Latent Dirichlet Allocation for Double Clustering (LDA-DC): Discovering patients phenotypes and cell populations within a single Bayesian framework
By Elie-Julien EL HACHEM1*, Nataliya SOKOLOVSKA1*, Hédi Soula1*
1. Sorbonne Université, INSERM, Nutrition and Obesities: systemic approaches, NutriOmique, 75013, Paris, France
* To whom correspondence should be addressed
Contact (elie-julien.el_hachem@sorbonne-universite.fr)
Version 1.0.0
Clinical routines rely more and more on ``omics'' data, from host and microbiota, as well as cytometry data. The variability of the measurements is very high, due to variability of cohorts, technical issues, and human subjects themselves are very strong source of heterogeneity. The underlying structure of these high-dimensional data is unknown. To make these complex data useful for real purposes, such as patients stratification and diagnostics, there is an acute need to develop novel statistical machine learning methods that are robust with respect to the data heterogeneity, efficient from the computational viewpoint, and can be understood by human experts.

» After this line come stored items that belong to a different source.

//! Detail resolution
//!
//! Resolves rich content for one selected item: cache first, then the
//! originating plugin's detail entry point, storing the result before
//! delivery. After the first successful resolution, repeated requests for
//! an identical item payload never re-invoke the plugin.

use crate::cache::DetailCache;
use crate::error::Error;
use crate::plugins::PluginRegistry;
use crate::results::ResultItem;
use std::sync::Arc;
use tracing::debug;

/// Resolver for item detail requests
pub struct DetailResolver {
    registry: Arc<PluginRegistry>,
    cache: Arc<DetailCache>,
}

impl DetailResolver {
    pub fn new(registry: Arc<PluginRegistry>, cache: Arc<DetailCache>) -> Self {
        Self { registry, cache }
    }

    /// Resolve detail content for `item`.
    ///
    /// The cache namespace derives from the originating plugin's path; the
    /// key is the item's canonical serialization, so payloads that differ
    /// only in field order share an entry.
    pub async fn resolve(&self, item: &ResultItem) -> Result<String, Error> {
        let path = item
            .plugin_path
            .as_deref()
            .ok_or_else(|| Error::UnknownPlugin("<untagged item>".into()))?;
        let provider = self
            .registry
            .get_by_path(path)
            .ok_or_else(|| Error::UnknownPlugin(path.to_string()))?
            .clone();

        let namespace = provider.descriptor().cache_namespace();
        let key = item.identity();
        debug!("resolving details in namespace {namespace}");

        self.cache
            .get_or_resolve(&namespace, &key, || async move {
                provider.item_details(item).await
            })
            .await
    }
}
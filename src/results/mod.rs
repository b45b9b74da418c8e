//! Result item types produced by plugins and ranked by the engine

mod types;

pub use types::*;
//! Query parsing module
//!
//! Splits a raw typed phrase into the pieces the router needs: the leading
//! keyword token, the argument tokens after it, and the full token list for
//! plugins that have no keyword to strip.

use serde::{Deserialize, Serialize};

/// Parsed user query, derived once per inbound phrase
#[derive(Debug, Clone, Serialize, Deserialize, PartialEq, Eq)]
pub struct ParsedQuery {
    /// Original raw phrase as typed
    pub phrase: String,
    /// First whitespace-delimited token (empty for a blank phrase)
    pub keyword: String,
    /// Tokens after the keyword
    pub args: Vec<String>,
    /// Arguments rejoined and trimmed
    pub query_string: String,
    /// All tokens including the keyword, for keyword-less plugins
    pub fractions: Vec<String>,
}

impl ParsedQuery {
    /// Parse a raw phrase
    pub fn parse(raw: &str) -> Self {
        let fractions: Vec<String> = raw.split_whitespace().map(str::to_string).collect();
        let keyword = fractions.first().cloned().unwrap_or_default();
        let args: Vec<String> = fractions.iter().skip(1).cloned().collect();
        let query_string = args.join(" ").trim().to_string();

        Self {
            phrase: raw.to_string(),
            keyword,
            args,
            query_string,
            fractions,
        }
    }

    /// True when the phrase contained no tokens at all
    pub fn is_empty(&self) -> bool {
        self.fractions.is_empty()
    }
}
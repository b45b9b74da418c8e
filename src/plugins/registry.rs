//! Plugin registry
//!
//! Typed table of providers, built at startup and read-only afterwards.
//! Shared across the engine via `Arc`; no locking is needed because the
//! set of plugins never changes for the process lifetime.

use super::traits::Provider;
use std::sync::Arc;

/// Registry of all loaded plugins
#[derive(Default)]
pub struct PluginRegistry {
    providers: Vec<Arc<dyn Provider>>,
}

impl PluginRegistry {
    /// Create a new empty registry
    pub fn new() -> Self {
        Self::default()
    }

    /// Register a provider. Registration order is preserved; the router
    /// and aggregator iterate in this order.
    pub fn register(&mut self, provider: Arc<dyn Provider>) {
        self.providers.push(provider);
    }

    /// Iterate providers in registration order
    pub fn iter(&self) -> impl Iterator<Item = &Arc<dyn Provider>> {
        self.providers.iter()
    }

    /// Look up the provider whose descriptor path matches
    pub fn get_by_path(&self, path: &str) -> Option<&Arc<dyn Provider>> {
        self.providers.iter().find(|p| p.descriptor().path == path)
    }

    pub fn len(&self) -> usize {
        self.providers.len()
    }

    pub fn is_empty(&self) -> bool {
        self.providers.is_empty()
    }
}

#[cfg(test)]
mod tests {
    use super::*;
    use crate::error::Error;
    use crate::plugins::PluginDescriptor;
    use crate::results::ResultItem;
    use async_trait::async_trait;

    struct Dummy(PluginDescriptor);

    #[async_trait]
    impl Provider for Dummy {
        fn descriptor(&self) -> &PluginDescriptor {
            &self.0
        }

        async fn query_results(&self, _args: &[String]) -> Result<Vec<ResultItem>, Error> {
            Ok(Vec::new())
        }
    }

    #[test]
    fn lookup_by_path() {
        let mut registry = PluginRegistry::new();
        registry.register(Arc::new(Dummy(PluginDescriptor::new("a", "A"))));
        registry.register(Arc::new(Dummy(PluginDescriptor::new("b", "B"))));

        assert_eq!(registry.len(), 2);
        assert!(registry.get_by_path("b").is_some());
        assert!(registry.get_by_path("c").is_none());
    }

    #[test]
    fn preserves_registration_order() {
        let mut registry = PluginRegistry::new();
        for path in ["one", "two", "three"] {
            registry.register(Arc::new(Dummy(PluginDescriptor::new(path, path))));
        }
        let order: Vec<_> = registry.iter().map(|p| p.descriptor().path.clone()).collect();
        assert_eq!(order, vec!["one", "two", "three"]);
    }
}
//! Search execution and ranking
//!
//! Fans out one provider call per routing decision, waits for the whole
//! set, then scores, sorts, filters, and caps the merged candidates.

use super::router::{route, QueryMode, RoutedPlugin};
use crate::plugins::PluginRegistry;
use crate::query::ParsedQuery;
use crate::results::ResultItem;
use crate::scoring::score;
use futures::future::join_all;
use std::sync::Arc;
use tracing::{debug, info, warn};

/// Executor coordinating queries across all routed plugins
pub struct SearchExecutor {
    registry: Arc<PluginRegistry>,
    max_results: usize,
    score_threshold: f64,
}

impl SearchExecutor {
    /// Create a new executor with the crate defaults
    pub fn new(registry: Arc<PluginRegistry>) -> Self {
        Self {
            registry,
            max_results: crate::DEFAULT_MAX_RESULTS,
            score_threshold: crate::SCORE_THRESHOLD,
        }
    }

    /// Cap on the number of returned items
    pub fn with_max_results(mut self, max_results: usize) -> Self {
        self.max_results = max_results;
        self
    }

    /// Relevance filter threshold; items with 0 < score <= threshold are
    /// dropped
    pub fn with_score_threshold(mut self, threshold: f64) -> Self {
        self.score_threshold = threshold;
        self
    }

    /// Execute a query: route, fan out concurrently, rank.
    ///
    /// Always returns a list, possibly empty. A failing provider is
    /// isolated: it logs a warning and contributes nothing instead of
    /// blanking the whole batch.
    pub async fn execute(&self, query: &ParsedQuery) -> Vec<ResultItem> {
        let routed = route(query, &self.registry);
        if routed.is_empty() {
            return Vec::new();
        }

        info!(
            "dispatching '{}' to {} plugin(s)",
            query.phrase,
            routed.len()
        );

        let futures: Vec<_> = routed
            .iter()
            .map(|decision| self.query_provider(decision, &query.keyword))
            .collect();

        // Provider calls are issued in routing order and may complete in
        // any order; ranking below is order-independent.
        let batches = join_all(futures).await;
        let merged: Vec<ResultItem> = batches.into_iter().flatten().collect();

        self.rank(merged, &query.keyword)
    }

    /// Query one routed plugin, isolating any failure
    async fn query_provider(&self, decision: &RoutedPlugin, keyword: &str) -> Vec<ResultItem> {
        let descriptor = decision.provider.descriptor();
        let name = descriptor.name.clone();
        let path = descriptor.path.clone();

        let outcome = match decision.mode {
            QueryMode::Helper => decision.provider.query_helper(keyword).await,
            QueryMode::Results => decision.provider.query_results(&decision.args).await,
        };

        match outcome {
            Ok(mut items) => {
                debug!("plugin {} returned {} item(s)", name, items.len());
                for item in &mut items {
                    if item.plugin_path.is_none() {
                        item.plugin_path = Some(path.clone());
                    }
                }
                items
            }
            Err(e) => {
                warn!("plugin {} failed: {}", name, e);
                Vec::new()
            }
        }
    }

    /// Score, sort, filter, and truncate the merged candidates.
    ///
    /// The sort is stable, so equal scores keep their provider order. An
    /// item scores 0 when its title carries no measurable match, and such
    /// items pass the filter unfiltered; weak nonzero matches at or below
    /// the threshold are dropped.
    fn rank(&self, items: Vec<ResultItem>, keyword: &str) -> Vec<ResultItem> {
        let mut scored: Vec<(f64, ResultItem)> = items
            .into_iter()
            .map(|item| (score(&item.title, keyword), item))
            .collect();

        scored.sort_by(|a, b| b.0.partial_cmp(&a.0).unwrap_or(std::cmp::Ordering::Equal));

        scored
            .into_iter()
            .filter(|(s, _)| *s == 0.0 || *s > self.score_threshold)
            .map(|(_, item)| item)
            .take(self.max_results)
            .collect()
    }
}
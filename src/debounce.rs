//! Trailing-edge debouncer
//!
//! Wraps a handler so a burst of invocations collapses to the most recent
//! one: the handler fires once, a full quiescence window after the final
//! call in the burst, with that call's arguments. The query, detail, and
//! copy paths all sit behind one of these to absorb key repeat without
//! flooding downstream work.

use std::future::Future;
use std::time::Duration;
use tokio::sync::mpsc;
use tokio::time::Instant;

/// Debounced front for an async handler
pub struct Debouncer<T> {
    tx: mpsc::UnboundedSender<T>,
}

impl<T: Send + 'static> Debouncer<T> {
    /// Spawn the debounce worker with quiescence window `window`.
    ///
    /// The handler runs on the worker task; a long-running handler delays
    /// subsequent dispatches but never loses the latest pending value.
    pub fn new<F, Fut>(window: Duration, handler: F) -> Self
    where
        F: Fn(T) -> Fut + Send + 'static,
        Fut: Future<Output = ()> + Send + 'static,
    {
        let (tx, mut rx) = mpsc::unbounded_channel::<T>();

        tokio::spawn(async move {
            let sleep = tokio::time::sleep(window);
            tokio::pin!(sleep);
            let mut pending: Option<T> = None;
            let mut open = true;

            loop {
                tokio::select! {
                    _ = &mut sleep, if pending.is_some() => {
                        if let Some(value) = pending.take() {
                            handler(value).await;
                        }
                        if !open {
                            break;
                        }
                    }
                    received = rx.recv(), if open => match received {
                        Some(value) => {
                            pending = Some(value);
                            sleep.as_mut().reset(Instant::now() + window);
                        }
                        // Sender dropped: let any pending value fire on
                        // schedule, then stop.
                        None => {
                            open = false;
                            if pending.is_none() {
                                break;
                            }
                        }
                    }
                }
            }
        });

        Self { tx }
    }

    /// Record an invocation; only the last one in a burst is dispatched
    pub fn call(&self, value: T) {
        // The worker only exits after the sender side is gone.
        let _ = self.tx.send(value);
    }
}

We propose a novel approach to stratify observations and huge-dimensional features within a single probabilistic framework, i.e., to identify patients phenotypes and cell types simultaneously. We define this problem as the double clustering problem, and we tackle it with the proposed approach. Our method is a practical extension of the Latent Dirichlet Allocation for the Double Clustering task (LDA-DC). First, we validate the method on artificial datasets, and second, we apply our method to two real problems of patients stratification from cytometry and microbiota data. We observe that the LDA-DC returns both identified cells populations and a very reasonable patients stratification. We also discuss graphical representation of the results which can be easily understood and is of a big help for human experts
Available at https://flowrepository.org under the accession FR-FCM-ZZYA. (Direct link)
- Cytometry data from (Rubbens et al., 2021) are available at https://flowrepository.org under the accession FR-FCM-ZYVH. (Direct link)
- 16sRNA (genus data) from (Vandeputte et al., 2017) are available at here (stored on github PhenoGMM_CD by @prubbens)
Simulated_data
├── Function_for_generate_data_and_LDADC.py
├── Simulation_for_2_phenotypes.py
└── Simulation_for_4_phenotypes.py
Simulated_data folder contain 2 scripts (Simulation_for_2_phenotypes.py and Simulation_for_4_phenotypes.py) to generate patients with different vectors. Function_for_generate_data_and_LDADC.py contain all the functions to generate patients for the analysis. Note that you only need to put this three files to remake the synthethic simulation.
AML
├── AML_accuracy_tubes
│ ├── AML_file_for_analysis_discretized.py
│ └── function_to_use_for_AML_analysis.py
└── AML_with_cluster_and_topics
└── Analysis_file_AML.py
AML file contain two folder for analysis:
- AML_accuracy_tubes is for all tubes with two files : AML_file_for_analysis_discretized.py contain a script for the analysis and function_to_use_for_AML_analysis.py contain all functions for the analysis
- AML_with_cluster_and_topics folder contain a script and all the functions to perform analysis of words and project them on UMAP axis (Analysis_file_AML.py)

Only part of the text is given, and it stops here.